Обращаясь к онтологическому способу мышления, я использую этнографический материал Амазонии. В результате я оказываюсь в компании двух выдающихся антропологов – Филиппа Дескола и Эдуарду Вивейруша де Кастру, оказавших огромное влияние на мое исследование. Их работа вызвала большой резонанс в антропологии благодаря тому, что она ставит онтологию во множественное число, не превращая ее в культуру: речь идет не о различных мировоззрениях, а о различных мирах (Candea, 2010: 175). Однако, признавая существование множества реальностей, мы лишь уклоняемся от ответа на вопрос: способна ли антропология делать общие заявления о характере мира?[8]
Ответ на этот вопрос, мне кажется, будет утвердительным, несмотря на многочисленные трудности, сопряженные с подобными заявлениями общего толка, от которых различные формы нашего релятивизма пытаются держаться на расстоянии. И мне кажется, что антропология – чтобы соответствовать миру, который она исследует, – должна уметь делать подобные заявления, отчасти потому, что общность мира является его свойством, а не принципом, который ему навязывают люди. И все же, учитывая наши представления о репрезентации, делать такие заявления трудно. Данная книга представляет собой попытку выйти из этого тупика.
Таким образом, я не хочу подходить к вопросу онтологии с позиции человека. Моей целью не является выделять некие онтологические постулаты, возникающие в определенном месте и определенном времени (Descola, 2005). Я предпочитаю начать с более базового уровня и попытаться понять, что мы можем узнать, задержавшись на этом уровне. Я задаюсь вопросом: какие открытия о природе мира мы можем сделать, присмотревшись к определенным взаимодействиям с частями этого мира, которые выявляют его различные элементы, динамику и свойства?
В общем, антропология по ту сторону человека волей-неволей должна быть онтологичной. Антропология, занимающаяся серьезным изучением нечеловеческих существ, не может ограничиваться лишь эпистемологическими рамками, то есть исследовать лишь то, как эти существа воспринимаются людьми в определенном месте, в определенное время. Будучи онтологическим проектом, такая антропология ставит нас в особое положение, позволяющее переосмыслить используемые нами концепции и создать новые. Выражаясь словами Мэрилин Стратерн, целью такой антропологии является «создание условий для возникновения новых мыслей» (1988: 20).
Подобный проект может показаться оторванным от более приземленных миров этнографического опыта, служащих основой для антропологической аргументации и открытий.
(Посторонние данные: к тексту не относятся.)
//! Operations over the standalone record entities.

pub mod artifact;
pub mod car;
pub mod character;
pub mod hotel_room;
pub mod location;
pub mod pet;
pub mod task;

pub use artifact::{create_artifact, delete_all_artifacts, rename_artifact};
pub use car::{CarPrice, apply_discount, create_car, delete_last_car, get_recent_cars};
pub use character::{
    NewCharacter, create_character, delete_characters, fuse_characters, grand_dexterity,
    grand_intelligence, grand_strength, update_characters,
};
pub use hotel_room::{
    create_hotel_room, delete_last_room, get_deluxe_rooms, increase_room_capacity,
    reserve_first_room,
};
pub use location::{
    create_location, delete_first_location, get_capitals, new_capital, show_all_locations,
};
pub use pet::create_pet;
pub use task::{complete_odd_tasks, create_task, encode_and_replace, show_unfinished_tasks};
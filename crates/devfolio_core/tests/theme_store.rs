use devfolio_core::db::open_preferences_db;
use devfolio_core::theme::{PrefError, PrefResult};
use devfolio_core::{
    ColorScheme, FixedSchemeSource, MemoryPreferenceBackend, PreferenceBackend, PreferenceStore,
    SqlitePreferenceBackend, ThemePreference,
};
use std::cell::RefCell;
use std::rc::Rc;

/// Backend double simulating unavailable storage.
struct FailingBackend;

impl PreferenceBackend for FailingBackend {
    fn read(&self, _key: &str) -> PrefResult<Option<String>> {
        Err(PrefError::Backend("storage unavailable".to_string()))
    }

    fn write(&self, _key: &str, _value: &str) -> PrefResult<()> {
        Err(PrefError::Backend("storage unavailable".to_string()))
    }
}

fn memory_store() -> PreferenceStore<MemoryPreferenceBackend, FixedSchemeSource> {
    PreferenceStore::new(
        MemoryPreferenceBackend::new(),
        FixedSchemeSource::new(ColorScheme::Light),
    )
}

#[test]
fn default_preference_is_system() {
    let store = memory_store();
    assert_eq!(store.get(), ThemePreference::System);
}

#[test]
fn toggled_preference_survives_a_fresh_load() {
    let dir = tempfile::tempdir().expect("temp dir should be creatable");
    let db_path = dir.path().join("prefs.sqlite3");

    {
        let conn = open_preferences_db(&db_path).expect("open should succeed");
        let store = PreferenceStore::new(
            SqlitePreferenceBackend::new(&conn),
            FixedSchemeSource::new(ColorScheme::Light),
        );
        assert_eq!(store.get(), ThemePreference::System);
        store.set(ThemePreference::Dark);
    }

    // Fresh load with the OS reporting light: the stored value must win
    // without consulting the system signal.
    let conn = open_preferences_db(&db_path).expect("reopen should succeed");
    let store = PreferenceStore::new(
        SqlitePreferenceBackend::new(&conn),
        FixedSchemeSource::new(ColorScheme::Light),
    );
    assert_eq!(store.get(), ThemePreference::Dark);
    assert!(store.is_dark());
}

#[test]
fn unparseable_stored_value_degrades_to_system() {
    let conn = devfolio_core::db::open_preferences_db_in_memory().expect("open should succeed");
    conn.execute(
        "INSERT INTO preferences (key, value) VALUES ('theme', 'solarized')",
        [],
    )
    .expect("seed row should insert");

    let store = PreferenceStore::new(
        SqlitePreferenceBackend::new(&conn),
        FixedSchemeSource::new(ColorScheme::Light),
    );
    assert_eq!(store.get(), ThemePreference::System);
}

#[test]
fn system_preference_resolves_against_os_signal_at_call_time() {
    let schemes = FixedSchemeSource::new(ColorScheme::Light);
    let store = PreferenceStore::new(MemoryPreferenceBackend::new(), schemes);

    assert!(!store.is_dark());
    assert_eq!(store.resolved_scheme().as_str(), "light");
}

#[test]
fn explicit_preference_ignores_os_signal() {
    let store = PreferenceStore::new(
        MemoryPreferenceBackend::new(),
        FixedSchemeSource::new(ColorScheme::Dark),
    );
    store.set(ThemePreference::Light);
    assert!(!store.is_dark());
}

#[test]
fn unavailable_storage_degrades_silently() {
    let store = PreferenceStore::new(FailingBackend, FixedSchemeSource::new(ColorScheme::Light));

    assert_eq!(store.get(), ThemePreference::System);
    assert!(store.is_degraded());

    store.set(ThemePreference::Dark);
    assert_eq!(store.get(), ThemePreference::Dark);
    assert!(store.is_dark());
}

#[test]
fn subscribers_are_notified_until_unsubscribed() {
    let store = memory_store();
    let seen: Rc<RefCell<Vec<ThemePreference>>> = Rc::new(RefCell::new(Vec::new()));

    let sink = Rc::clone(&seen);
    let id = store.subscribe(move |value| sink.borrow_mut().push(value));

    store.set(ThemePreference::Dark);
    store.unsubscribe(id);
    store.set(ThemePreference::Light);

    assert_eq!(seen.borrow().as_slice(), &[ThemePreference::Dark]);
}

#[test]
fn cycle_visits_light_dark_system_in_order() {
    let store = memory_store();
    store.set(ThemePreference::Light);

    assert_eq!(store.cycle(), ThemePreference::Dark);
    assert_eq!(store.cycle(), ThemePreference::System);
    assert_eq!(store.cycle(), ThemePreference::Light);
}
И все же этот проект вообще и данная книга как частная попытка заняться этим проектом глубоко эмпиричны, поскольку вопросы, которые они задают, вытекают из множества различных контактов и видов опыта, возникших за долгое время погружения в поле. Пытаясь разработать эти вопросы, я постепенно стал воспринимать их как выражение более общих проблем, которые стали очевидны благодаря моим стараниям уделять этнографическое внимание тому, как люди в Авиле относятся к различным существам.
Иными словами, эта антропология по ту сторону человека вырастает из глубокого и продолжительного взаимодействия с местом и теми, кто строит свою жизнь в этом месте. Я знаю Авилу, ее окрестности и целое поколение людей, живущих там. Дети, с которыми я познакомился во время своего первого визита в 1992 году, ко времени моего последнего визита, в 2010-м, сами стали молодыми родителями; их родители стали бабушками и дедушками, а кого-то из них уже нет в живых (илл. 2). Я провел в Эквадоре четыре года, с 1996-го по 2000-й, занимаясь полевыми исследованиями в Авиле, и сегодня продолжаю сюда регулярно приезжать.